Bil’s rating (out of 5): BBBB.
USA/United Kingdom, 1989. Warner Bros., The Guber-Peters Company, Polygram Filmed Entertainment. Story by Sam Hamm,Screenplay by Sam Hamm, Warren Skaaren, based on characters created by Bob Kane. Cinematography by Roger Pratt. Produced by Peter Guber, Jon Peters. Music by Danny Elfman. Production Design by Anton Furst. Costume Design by Bob Ringwood. Film Editing by Ray Lovejoy. Academy Awards 1989. Golden Globe Awards 1989.

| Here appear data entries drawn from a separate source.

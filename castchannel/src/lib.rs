//! # castchannel
//!
//! Channel lifecycle for CastRelay.
//!
//! A [`ChannelRegistry`] owns every live channel: it creates a channel
//! from a playlist and an ordering policy (spawning the relay loop
//! immediately, independent of any listener), attaches and detaches
//! sinks, lists active channels, and stops them. Channels also end on
//! their own when every scheduled track keeps failing; the registry
//! removes them and attached sinks simply observe stream end.
//!
//! ```no_run
//! use std::sync::Arc;
//! use castchannel::ChannelRegistry;
//! use castplaylist::{OrderingPolicy, TrackDescriptor};
//! use castrelay::ChannelSink;
//! use castsource::UriTrackSource;
//!
//! # async fn example() -> Result<(), Box<dyn std::error::Error>> {
//! let registry = ChannelRegistry::new(Arc::new(UriTrackSource::new()));
//! let id = registry.create(
//!     vec![
//!         TrackDescriptor::new("https://example.com/one.mp3"),
//!         TrackDescriptor::new("https://example.com/two.mp3"),
//!     ],
//!     OrderingPolicy::ShuffleNoImmediateRepeat,
//! )?;
//!
//! let (sink, mut rx) = ChannelSink::new(32);
//! registry.attach(id, Box::new(sink))?;
//! while let Some(chunk) = rx.recv().await {
//!     // forward chunk to the listener
//!     let _ = chunk;
//! }
//! # Ok(())
//! # }
//! ```

mod channel;
mod error;
mod registry;

pub use channel::{ChannelId, ChannelInfo, ChannelStatus};
pub use error::{Error, Result};
pub use registry::ChannelRegistry;

// Re-exported so callers rarely need castrelay directly.
pub use castrelay::{RelayConfig, Sink, SinkId};
//! Per-channel relay tuning.

use crate::icy::DEFAULT_METAINT;
use serde::{Deserialize, Serialize};
use std::time::Duration;

/// Tuning knobs for one channel's relay loop.
#[derive(Debug, Clone, Serialize, Deserialize)]
#[serde(default)]
pub struct RelayConfig {
    /// Audio bytes between in-band metadata blocks; `None` disables
    /// metadata injection. Fixed for the channel's lifetime once the
    /// relay starts — changing it mid-stream desynchronizes any client
    /// that latched onto the declared value.
    pub metaint: Option<usize>,

    /// Upper bound on a single sink write before that sink is detached.
    pub write_timeout_ms: u64,

    /// Consecutive track failures tolerated before the channel
    /// terminates; `None` means the playlist length.
    pub failure_threshold: Option<usize>,
}

impl Default for RelayConfig {
    fn default() -> Self {
        Self {
            metaint: Some(DEFAULT_METAINT),
            write_timeout_ms: 5_000,
            failure_threshold: None,
        }
    }
}

impl RelayConfig {
    pub fn write_timeout(&self) -> Duration {
        Duration::from_millis(self.write_timeout_ms)
    }

    /// Raw byte relay, no metadata blocks.
    pub fn without_metadata(mut self) -> Self {
        self.metaint = None;
        self
    }

    pub fn with_metaint(mut self, metaint: usize) -> Self {
        self.metaint = Some(metaint);
        self
    }

    pub fn with_failure_threshold(mut self, threshold: usize) -> Self {
        self.failure_threshold = Some(threshold);
        self
    }
}
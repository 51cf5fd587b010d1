//! In-band (ICY) metadata framing and interleaving.
//!
//! ICY metadata rides inside the audio byte stream: after every `metaint`
//! bytes of audio payload, one length-prefixed text block is spliced in.
//! Clients that requested metadata strip the blocks back out; everyone
//! else gets a channel with metadata disabled.

use bytes::Bytes;
use castplaylist::TrackDescriptor;

/// Default audio byte count between metadata blocks.
///
/// Declared once to the client out-of-band; it must stay constant for the
/// channel's lifetime, otherwise clients that latched onto the original
/// value lose the block boundaries.
pub const DEFAULT_METAINT: usize = 16_000;

/// The length field is a single byte counting 16-byte units.
const MAX_BLOCK_TEXT: usize = 16 * u8::MAX as usize;

/// Formats a track descriptor as one ICY metadata block.
///
/// ICY format: `StreamTitle='Title - Artist';` plus `StreamAlbum`,
/// `StreamYear` and `StreamUrl` (cover location) when the descriptor
/// carries them. Padded with zeros to a multiple of 16 bytes and prefixed
/// with one length byte (= padded length / 16).
pub fn frame_metadata(track: &TrackDescriptor) -> Bytes {
    let title = track.title.as_deref().unwrap_or("Unknown");
    let artist = track.artist.as_deref().unwrap_or("Unknown Artist");

    let mut metadata_str = format!("StreamTitle='{} - {}';", title, artist);
    if let Some(album) = &track.album {
        metadata_str.push_str(&format!("StreamAlbum='{}';", album));
    }
    if let Some(year) = track.year {
        metadata_str.push_str(&format!("StreamYear='{}';", year));
    }
    if let Some(cover) = &track.cover_uri {
        metadata_str.push_str(&format!("StreamUrl='{}';", cover));
    }

    let metadata_bytes = metadata_str.as_bytes();
    let length = metadata_bytes.len().min(MAX_BLOCK_TEXT);
    let padded_length = ((length + 15) / 16) * 16;
    let length_byte = (padded_length / 16) as u8;

    let mut result = Vec::with_capacity(1 + padded_length);
    result.push(length_byte);
    result.extend_from_slice(&metadata_bytes[..length]);
    result.resize(1 + padded_length, 0); // Pad with zeros

    Bytes::from(result)
}

/// Splices metadata blocks into the audio flow at a fixed cadence.
///
/// The audio byte counter is cumulative across track boundaries within
/// one relay session; a track change never resets the cadence.
#[derive(Debug)]
pub struct IcyInterleaver {
    metaint: usize,
    since_block: usize,
}

impl IcyInterleaver {
    pub fn new(metaint: usize) -> Self {
        Self {
            metaint: metaint.max(1),
            since_block: 0,
        }
    }

    pub fn metaint(&self) -> usize {
        self.metaint
    }

    /// Splits `chunk` into segments, inserting `metadata` after every
    /// `metaint` audio bytes. Audio slices are zero-copy views of `chunk`.
    pub fn interleave(&mut self, chunk: Bytes, metadata: &Bytes) -> Vec<Bytes> {
        let mut out = Vec::with_capacity(2);
        let mut offset = 0;

        while offset < chunk.len() {
            let until_block = self.metaint - self.since_block;
            let take = until_block.min(chunk.len() - offset);
            out.push(chunk.slice(offset..offset + take));
            offset += take;
            self.since_block += take;

            if self.since_block == self.metaint {
                out.push(metadata.clone());
                self.since_block = 0;
            }
        }

        out
    }
}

Movie screens saw the arrival of the first blockbuster in years when this film was released, and what resulted was a terrific combination of audience-pleasing action film and a dark and mysterious work of art. Tim Burton’s take on the winged superhero has a moody, depressed Bruce Wayne (Michael Keaton) take to the streets of Gotham City late at night as Batman in order to make up for the loss of his parents when he was a little boy. When a madman (Jack Nicholson) whose face has been disfigured in a toxic waste accident starts to cause trouble in the city and calls himself the Joker, Batman must put his pedal to the metal and stop him any way he can. Possible casualties include the city itself, its museum artwork and a very beautiful photojournalist named Vicky Vale (Kim Basinger, who has a terrific time screaming like a damsel in distress for two hours). The film is a healthy combination of character study and gadget orgy, and factoring in Anton Grot’s stunning production design you’ve got one of the most original and enjoyable films to be made in the now popular superhero genre. I still think that Burton’s sequel is the best of all the Batman movies, but this one is not that far behind. Nicholson’s salary on the profits of the film made about as many headlines as ticket sales did after this film was released.